** Opening Extracted entries block **
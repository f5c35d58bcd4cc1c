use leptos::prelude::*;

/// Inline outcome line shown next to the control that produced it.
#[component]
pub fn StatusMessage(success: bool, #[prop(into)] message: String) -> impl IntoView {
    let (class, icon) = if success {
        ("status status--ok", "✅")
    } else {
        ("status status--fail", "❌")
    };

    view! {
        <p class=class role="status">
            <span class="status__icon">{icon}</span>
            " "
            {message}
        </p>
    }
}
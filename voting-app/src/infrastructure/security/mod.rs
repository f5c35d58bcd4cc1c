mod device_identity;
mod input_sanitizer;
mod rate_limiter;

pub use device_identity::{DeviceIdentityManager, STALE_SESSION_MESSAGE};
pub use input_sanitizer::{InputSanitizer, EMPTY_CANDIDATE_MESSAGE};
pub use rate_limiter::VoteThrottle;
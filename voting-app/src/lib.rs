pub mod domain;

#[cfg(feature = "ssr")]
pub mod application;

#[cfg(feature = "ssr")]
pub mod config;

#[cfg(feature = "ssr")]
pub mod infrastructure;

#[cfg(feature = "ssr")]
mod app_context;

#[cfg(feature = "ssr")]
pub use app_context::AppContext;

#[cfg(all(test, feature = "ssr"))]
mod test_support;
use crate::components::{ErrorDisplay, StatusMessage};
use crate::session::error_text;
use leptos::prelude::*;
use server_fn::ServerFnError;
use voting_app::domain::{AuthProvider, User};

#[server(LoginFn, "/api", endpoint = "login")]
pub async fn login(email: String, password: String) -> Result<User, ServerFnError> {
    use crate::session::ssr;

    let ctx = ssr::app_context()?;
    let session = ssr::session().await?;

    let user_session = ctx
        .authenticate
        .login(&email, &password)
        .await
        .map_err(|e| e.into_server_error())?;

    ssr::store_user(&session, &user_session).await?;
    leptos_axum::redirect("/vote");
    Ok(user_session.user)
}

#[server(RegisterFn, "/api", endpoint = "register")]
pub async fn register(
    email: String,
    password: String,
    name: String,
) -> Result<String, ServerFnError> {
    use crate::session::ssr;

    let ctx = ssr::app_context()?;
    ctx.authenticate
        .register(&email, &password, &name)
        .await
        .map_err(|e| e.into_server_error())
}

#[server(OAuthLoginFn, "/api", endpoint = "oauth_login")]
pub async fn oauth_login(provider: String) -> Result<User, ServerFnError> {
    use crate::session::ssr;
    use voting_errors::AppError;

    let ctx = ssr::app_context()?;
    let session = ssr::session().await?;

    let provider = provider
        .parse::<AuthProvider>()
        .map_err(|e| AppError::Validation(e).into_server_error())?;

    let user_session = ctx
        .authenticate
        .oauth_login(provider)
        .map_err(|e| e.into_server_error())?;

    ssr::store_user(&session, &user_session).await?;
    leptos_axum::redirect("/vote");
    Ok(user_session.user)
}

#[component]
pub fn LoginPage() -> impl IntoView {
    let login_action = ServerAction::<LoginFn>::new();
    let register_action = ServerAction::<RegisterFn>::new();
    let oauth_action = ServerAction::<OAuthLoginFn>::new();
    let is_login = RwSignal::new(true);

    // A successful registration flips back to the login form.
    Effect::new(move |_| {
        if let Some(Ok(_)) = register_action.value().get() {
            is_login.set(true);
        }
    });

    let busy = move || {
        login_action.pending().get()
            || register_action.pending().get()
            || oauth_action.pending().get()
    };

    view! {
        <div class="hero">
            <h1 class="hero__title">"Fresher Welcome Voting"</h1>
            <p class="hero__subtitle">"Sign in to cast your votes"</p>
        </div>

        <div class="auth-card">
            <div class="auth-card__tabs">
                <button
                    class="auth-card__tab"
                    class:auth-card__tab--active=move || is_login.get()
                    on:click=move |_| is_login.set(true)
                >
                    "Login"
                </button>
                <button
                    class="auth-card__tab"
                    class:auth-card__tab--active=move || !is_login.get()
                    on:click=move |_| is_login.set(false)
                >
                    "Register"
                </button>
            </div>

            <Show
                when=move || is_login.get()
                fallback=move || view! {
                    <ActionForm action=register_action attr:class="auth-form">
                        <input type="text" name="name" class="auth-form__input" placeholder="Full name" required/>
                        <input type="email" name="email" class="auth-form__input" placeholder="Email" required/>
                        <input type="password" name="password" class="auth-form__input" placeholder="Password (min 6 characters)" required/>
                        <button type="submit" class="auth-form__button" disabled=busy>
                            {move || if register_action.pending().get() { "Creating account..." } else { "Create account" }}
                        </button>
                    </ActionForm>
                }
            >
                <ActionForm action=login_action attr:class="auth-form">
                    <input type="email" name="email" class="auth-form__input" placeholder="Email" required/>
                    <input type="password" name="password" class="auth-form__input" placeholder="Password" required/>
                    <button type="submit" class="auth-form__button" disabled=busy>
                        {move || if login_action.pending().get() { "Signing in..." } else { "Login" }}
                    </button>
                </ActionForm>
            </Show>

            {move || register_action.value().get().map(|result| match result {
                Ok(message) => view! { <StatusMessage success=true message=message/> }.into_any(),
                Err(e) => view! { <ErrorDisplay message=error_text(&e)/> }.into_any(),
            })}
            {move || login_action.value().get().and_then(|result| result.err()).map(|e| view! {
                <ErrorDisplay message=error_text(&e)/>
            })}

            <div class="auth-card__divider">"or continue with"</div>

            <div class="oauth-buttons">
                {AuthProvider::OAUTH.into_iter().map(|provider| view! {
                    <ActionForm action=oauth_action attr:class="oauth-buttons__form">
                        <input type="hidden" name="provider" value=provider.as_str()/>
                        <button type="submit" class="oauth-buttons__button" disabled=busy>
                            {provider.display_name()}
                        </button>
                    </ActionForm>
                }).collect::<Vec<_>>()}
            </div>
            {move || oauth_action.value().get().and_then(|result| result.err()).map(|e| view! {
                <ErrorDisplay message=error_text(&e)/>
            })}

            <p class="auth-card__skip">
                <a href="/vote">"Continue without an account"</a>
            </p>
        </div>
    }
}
** Closing Extracted entries block **
→ Your assignment
Go line by line through the data, copying each one that contains the word "String".

→ Your response
pub fn StatusMessage(success: bool, #[prop(into)] message: String) -> impl IntoView {
pub async fn login(email: String, password: String) -> Result<User, ServerFnError> {
    email: String,
    password: String,
    name: String,
) -> Result<String, ServerFnError> {
pub async fn oauth_login(provider: String) -> Result<User, ServerFnError> {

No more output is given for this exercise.